To me, every person is a book and every book has a story. I was so busy trying to invest in the book of the universe—understanding the meaning, the purpose, the outcome—that I began writing some very sour chapters for my own life story. I was no longer the child imagining walking on the moon when I was playing in my toy room, but rather walking into heaven to escape this world all together. I was fed up with watching people deteriorate in injustice, illness, or walking through the motions of hating their job every day. During all this assessing, I was experiencing some major life changes due to injury, depression, an eating disorder, extreme anxiety, and suicidal thoughts. These were now “big kid” problems that some blessed adults will never have to face at all, let alone me being sixteen and having a collection. I became curious in some of the scariest ways, wondering what spiritual life was out there making all of this happen for me. I wanted to understand, to find out. I pictured myself getting into near death experiences, daydreaming about vacating from this world and coming back to tell of something great. What was the purpose? Why me?

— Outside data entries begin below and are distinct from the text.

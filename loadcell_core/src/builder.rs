//! Type-state builder for `LoadCellScale`.
//!
//! The builder enforces at compile time that a sampling source is provided
//! before `build()` is available. Everything else has a default.

use std::marker::PhantomData;
use std::sync::{Arc, Mutex};

use loadcell_traits::LoadCell;
use loadcell_traits::clock::{Clock, MonotonicClock};

use crate::calibration::SharedCalibration;
use crate::config::{CalibrationCfg, SamplingMode, Timeouts};
use crate::engine::CalibrationEngine;
use crate::error::{BuildError, Result};
use crate::live::LiveReader;
use crate::scale::{AutoTare, LoadCellScale, Startup};
use crate::store::{CalibrationStore, LoadOutcome, MemoryStore};

// ── Type-state marker ────────────────────────────────────────────────────────

pub struct Missing;

/// Builder for `LoadCellScale`. All fields are validated on `build()`.
pub struct ScaleBuilder<S> {
    source: Option<S>,
    store: Option<Arc<dyn CalibrationStore + Send + Sync>>,
    calibration: Option<CalibrationCfg>,
    sampling: Option<SamplingMode>,
    timeouts: Option<Timeouts>,
    clock: Option<Arc<dyn Clock + Send + Sync>>,
    auto_tare: bool,
    _s: PhantomData<S>,
}

impl Default for ScaleBuilder<Missing> {
    fn default() -> Self {
        Self {
            source: None,
            store: None,
            calibration: None,
            sampling: None,
            timeouts: None,
            clock: None,
            auto_tare: true,
            _s: PhantomData,
        }
    }
}

/// Chainable setters that do not affect type-state.
impl<S> ScaleBuilder<S> {
    /// Where calibration is loaded from and saved to. Defaults to an empty
    /// [`MemoryStore`], i.e. nothing survives the process.
    pub fn with_store(mut self, store: impl CalibrationStore + Send + Sync + 'static) -> Self {
        self.store = Some(Arc::new(store));
        self
    }
    pub fn with_shared_store(mut self, store: Arc<dyn CalibrationStore + Send + Sync>) -> Self {
        self.store = Some(store);
        self
    }
    pub fn with_calibration_cfg(mut self, cfg: CalibrationCfg) -> Self {
        self.calibration = Some(cfg);
        self
    }
    pub fn with_sampling(mut self, mode: SamplingMode) -> Self {
        self.sampling = Some(mode);
        self
    }
    pub fn with_timeouts(mut self, timeouts: Timeouts) -> Self {
        self.timeouts = Some(timeouts);
        self
    }
    /// Provide a custom clock implementation; defaults to `MonotonicClock` when not provided.
    pub fn with_clock(mut self, clock: Arc<dyn Clock + Send + Sync>) -> Self {
        self.clock = Some(clock);
        self
    }
    /// Tare once after loading calibration. On by default.
    pub fn auto_tare(mut self, enabled: bool) -> Self {
        self.auto_tare = enabled;
        self
    }
    /// Apply the sampling, timeout and calibration sections of an application config.
    pub fn with_config(self, cfg: &loadcell_config::Config) -> Self {
        self.with_calibration_cfg((&cfg.calibration).into())
            .with_sampling((&cfg.sampling).into())
            .with_timeouts((&cfg.hardware).into())
            .auto_tare(cfg.calibration.auto_tare)
    }
}

// Setter that advances type-state
impl ScaleBuilder<Missing> {
    pub fn with_source<S>(self, source: S) -> ScaleBuilder<S>
    where
        S: LoadCell + Send + 'static,
    {
        ScaleBuilder {
            source: Some(source),
            store: self.store,
            calibration: self.calibration,
            sampling: self.sampling,
            timeouts: self.timeouts,
            clock: self.clock,
            auto_tare: self.auto_tare,
            _s: PhantomData,
        }
    }
}

impl<S: LoadCell + Send + 'static> ScaleBuilder<S> {
    /// Validate, load stored calibration, and optionally tare.
    ///
    /// A missing or unreadable calibration and a failed auto-tare are logged
    /// and reported in [`LoadCellScale::startup`], never returned as errors.
    pub fn build(self) -> Result<LoadCellScale<S>> {
        let source = self
            .source
            .ok_or_else(|| eyre::Report::new(BuildError::InvalidConfig("sampling source missing")))?;
        let cfg = self.calibration.unwrap_or_default();
        let mode = self.sampling.unwrap_or_default();
        let timeouts = self.timeouts.unwrap_or_default();

        // ── Validation ───────────────────────────────────────────────────────
        cfg.check()
            .map_err(|m| eyre::Report::new(BuildError::InvalidConfig(m)))?;
        if timeouts.sensor_ms == 0 {
            return Err(eyre::Report::new(BuildError::InvalidConfig(
                "sensor_ms must be >= 1",
            )));
        }
        if let SamplingMode::Paced(0) = mode {
            return Err(eyre::Report::new(BuildError::InvalidConfig(
                "sample_rate_hz must be > 0",
            )));
        }

        let store = match self.store {
            Some(s) => s,
            None => {
                tracing::info!("no calibration store configured; calibration will not persist");
                Arc::new(MemoryStore::new())
            }
        };
        let clock: Arc<dyn Clock + Send + Sync> = match self.clock {
            Some(c) => c,
            None => Arc::new(MonotonicClock::new()),
        };

        // ── Load ─────────────────────────────────────────────────────────────
        let channel = source.channel();
        let outcome = store.load(channel);
        let defaulted_reason = match &outcome {
            LoadOutcome::Loaded(p) => {
                tracing::info!(
                    store = %store.describe(),
                    zero_offset = p.zero_offset,
                    reference_unit = p.reference_unit,
                    "calibration loaded"
                );
                None
            }
            LoadOutcome::Defaulted { reason, .. } => {
                tracing::warn!(
                    store = %store.describe(),
                    %reason,
                    "using default calibration"
                );
                Some(reason.to_string())
            }
        };

        let source = Arc::new(Mutex::new(source));
        let calibration = SharedCalibration::new(outcome.params());
        let engine = CalibrationEngine::new(cfg, timeouts.clone(), clock.clone());
        let live = LiveReader::new(source.clone(), calibration.clone(), mode, timeouts, clock);

        let mut scale = LoadCellScale {
            source,
            channel,
            calibration,
            engine,
            live,
            store,
            startup: Startup {
                loaded: outcome.is_loaded(),
                defaulted_reason,
                auto_tare: AutoTare::Skipped,
            },
        };

        if self.auto_tare {
            scale.startup.auto_tare = match scale.tare() {
                Ok(outcome) => AutoTare::Done {
                    saved: outcome.is_saved(),
                },
                Err(e) => {
                    tracing::warn!(error = %e, "auto-tare failed; keeping loaded offset");
                    AutoTare::Failed(e.to_string())
                }
            };
        }
        Ok(scale)
    }
}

Becoming overly in tune with my own conscience and curiosity, I began to see other people in the light of their soul, not the spotlight of a situation. I saw them as dying right with me. I noticed that who they are—their behavior, outlook, hobbies, and support systems created the way in which they look at life and walk with situations. People were struggling and wondering, but they all didn’t see themselves as dying. It was all very intriguing to me. I had to change my perspective. I told people to stay positive, I was that therapeutic friend of so many, I helped people solve, but thinking I was so much deeper in emotion, I never listened to my own advice. This mentality I was dealing with was a result of my current situation, it’s not who I was.

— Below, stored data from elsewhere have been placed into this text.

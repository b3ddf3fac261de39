#![no_main]
use libfuzzer_sys::fuzz_target;
use loadcell_config::PersistedCalibration;

fuzz_target!(|data: &str| {
    for key in ["a", "b"] {
        if let Ok(rec) = PersistedCalibration::from_json(data, key) {
            // Anything that parsed must render and parse back to the same record.
            if let Ok(text) = rec.to_json(key) {
                let again = PersistedCalibration::from_json(&text, key).expect("re-parse");
                assert_eq!(again.offset, rec.offset);
                assert_eq!(again.reference_unit.to_bits(), rec.reference_unit.to_bits());
            }
        }
    }
});
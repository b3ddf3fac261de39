//! Tare and known-weight calibration.
//!
//! Both operations poll the source directly, skip ticks that produce no sample,
//! and average what they collect within the attempt budget. They block the
//! calling thread for at most `max_attempts` reads (plus settling delays for
//! calibrate). Calls are serialized by an internal lock.

use loadcell_traits::LoadCell;
use loadcell_traits::clock::Clock;
use std::sync::{Arc, Mutex};
use std::time::Duration;

use crate::calibration::{CalibrationParameters, SharedCalibration};
use crate::config::{CalibrationCfg, Timeouts};
use crate::error::{Result, ScaleError};
use crate::hw_error::trace_read_failure;

pub struct CalibrationEngine {
    cfg: CalibrationCfg,
    timeouts: Timeouts,
    clock: Arc<dyn Clock + Send + Sync>,
    busy: Mutex<()>,
}

impl core::fmt::Debug for CalibrationEngine {
    fn fmt(&self, f: &mut core::fmt::Formatter<'_>) -> core::fmt::Result {
        f.debug_struct("CalibrationEngine")
            .field("cfg", &self.cfg)
            .field("timeouts", &self.timeouts)
            .finish()
    }
}

/// Mean of the values collected by one sampling run.
#[derive(Debug, Clone, Copy, PartialEq)]
pub struct Averaged {
    pub mean: f64,
    pub collected: u32,
    pub attempts: u32,
}

impl CalibrationEngine {
    pub fn new(cfg: CalibrationCfg, timeouts: Timeouts, clock: Arc<dyn Clock + Send + Sync>) -> Self {
        Self {
            cfg,
            timeouts,
            clock,
            busy: Mutex::new(()),
        }
    }

    /// Set the zero offset to the mean raw reading of the unloaded scale.
    ///
    /// The scale must be empty; this cannot be checked here.
    pub fn tare<S: LoadCell + ?Sized>(
        &self,
        source: &Mutex<S>,
        calibration: &SharedCalibration,
    ) -> Result<CalibrationParameters> {
        self.tare_then(source, calibration, |_| ()).map(|(p, ())| p)
    }

    /// [`tare`](Self::tare), then `commit` the new parameters before another
    /// calibration call can start.
    pub fn tare_then<S: LoadCell + ?Sized, R>(
        &self,
        source: &Mutex<S>,
        calibration: &SharedCalibration,
        commit: impl FnOnce(&CalibrationParameters) -> R,
    ) -> Result<(CalibrationParameters, R)> {
        let _busy = self.serialize();
        let avg = self.average(source, self.cfg.tare_samples, Duration::ZERO, i64::from)?;
        let zero_offset = avg.mean.round() as i64;
        let params = calibration.update(|p| p.zero_offset = zero_offset);
        tracing::info!(
            zero_offset,
            collected = avg.collected,
            attempts = avg.attempts,
            "tare complete"
        );
        let committed = commit(&params);
        Ok((params, committed))
    }

    /// Derive the reference unit from `known_weight` currently on the scale.
    ///
    /// Samples are offset-compensated with the zero offset in effect when the
    /// call starts, so a preceding tare is part of the result.
    pub fn calibrate<S: LoadCell + ?Sized>(
        &self,
        source: &Mutex<S>,
        calibration: &SharedCalibration,
        known_weight: f64,
    ) -> Result<CalibrationParameters> {
        self.calibrate_then(source, calibration, known_weight, |_| ())
            .map(|(p, ())| p)
    }

    /// [`calibrate`](Self::calibrate), then `commit` the new parameters before
    /// another calibration call can start.
    pub fn calibrate_then<S: LoadCell + ?Sized, R>(
        &self,
        source: &Mutex<S>,
        calibration: &SharedCalibration,
        known_weight: f64,
        commit: impl FnOnce(&CalibrationParameters) -> R,
    ) -> Result<(CalibrationParameters, R)> {
        check_known_weight(known_weight)?;
        let _busy = self.serialize();
        let current = calibration.get();
        let settle = Duration::from_millis(self.cfg.settle_ms);
        let avg = self.average(source, self.cfg.samples, settle, |raw| {
            current.offset_compensated(raw)
        })?;

        let reference_unit = avg.mean / known_weight;
        if reference_unit == 0.0 || !reference_unit.is_finite() {
            return Err(ScaleError::Uncalibrated(format!(
                "reference unit {reference_unit} from mean {} (is the weight on the scale?)",
                avg.mean
            ))
            .into());
        }
        let params = calibration.update(|p| p.reference_unit = reference_unit);
        tracing::info!(
            known_weight,
            reference_unit,
            average_offset_value = avg.mean,
            collected = avg.collected,
            attempts = avg.attempts,
            "calibration complete"
        );
        let committed = commit(&params);
        Ok((params, committed))
    }

    fn serialize(&self) -> std::sync::MutexGuard<'_, ()> {
        match self.busy.lock() {
            Ok(g) => g,
            Err(poisoned) => poisoned.into_inner(),
        }
    }

    /// Collect up to `wanted` mapped samples within the attempt budget and
    /// average them. Sleeps `settle` after every attempt but the last.
    fn average<S: LoadCell + ?Sized>(
        &self,
        source: &Mutex<S>,
        wanted: u32,
        settle: Duration,
        map: impl Fn(i32) -> i64,
    ) -> Result<Averaged> {
        let timeout = self.timeouts.sensor();
        let mut sum: i128 = 0;
        let mut collected: u32 = 0;
        let mut attempts: u32 = 0;

        while collected < wanted && attempts < self.cfg.max_attempts {
            attempts += 1;
            let read = {
                let mut cell = source
                    .lock()
                    .map_err(|_| ScaleError::State("sampling source lock poisoned".into()))?;
                cell.read(timeout)
            };
            match read {
                Ok(raw) => {
                    sum += i128::from(map(raw));
                    collected += 1;
                    tracing::trace!(raw, collected, "calibration sample");
                }
                Err(e) => trace_read_failure(e.as_ref(), "calibration"),
            }
            if collected < wanted && !settle.is_zero() {
                self.clock.sleep(settle);
            }
        }

        if collected == 0 {
            tracing::warn!(attempts, "no samples collected");
            return Err(ScaleError::SensorTimeout { attempts }.into());
        }
        if collected < wanted {
            tracing::warn!(collected, wanted, attempts, "averaging fewer samples than requested");
        }
        Ok(Averaged {
            mean: sum as f64 / f64::from(collected),
            collected,
            attempts,
        })
    }
}

/// A calibration weight must be a positive finite number of grams.
pub fn check_known_weight(known_weight: f64) -> Result<()> {
    if known_weight.is_finite() && known_weight > 0.0 {
        Ok(())
    } else {
        Err(ScaleError::InvalidArgument(format!(
            "known weight must be a positive number, got {known_weight}"
        ))
        .into())
    }
}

After encounters with mental hospitals, I told myself that I was still curious, but curious about what would fulfill this life and not what was after. I traded the darkness of death for the light of life. For me, God was that light after feeling compelled to walk into The Experience Church of Bridgeport, Ohio. Here I learned some very important lessons: 1. When the enemy can confuse you, he can control you. 2. When you give up, there is no next time. 3. The blessing is in the battle. Religious or not these lessons can be understood and carried out. Struggle makes people believe that happiness, recovery, and a better life is impossible. Eventually we want to give up. But just keep going because whatever is weighing us down only leaves us to rise if we keep pushing forward.
Lastly, not everything will be perfectly smooth once a positive realization and lesson has surfaced. I found that the reason for these low moments was to find my purpose. I became connected with my calling, my gift of empathy and creative healing. I know my purpose is to help, to inspire, and to motivate. I feel that fire and excitement in my heart whenever I encounter people in such a way. I want to help other people write their life story in an enlightened manner because I see them for the light of their soul not the spotlight of their situation. I still have a tough time being patient with the end game of the small life goals and steps, but I’m thankful I’m not longer racing to my death. I believe the maturity in me and adult-like will hasn’t left, but I’m learning to create my own adult life, not society’s. It’s all about balance. Be intrigued by what will fulfill your life in the moment while knowing there will be trials and expectations along the way. Kids live for the moment and the fun of the future. Dr. McGee, President of West Virginia University always says, “Work smart, play smart.” Don’t let curiosity kill the kid in you. There is so much to live for. It takes time to find what makes you feel so alive. Once you find it, grasp the passion, and never let it die.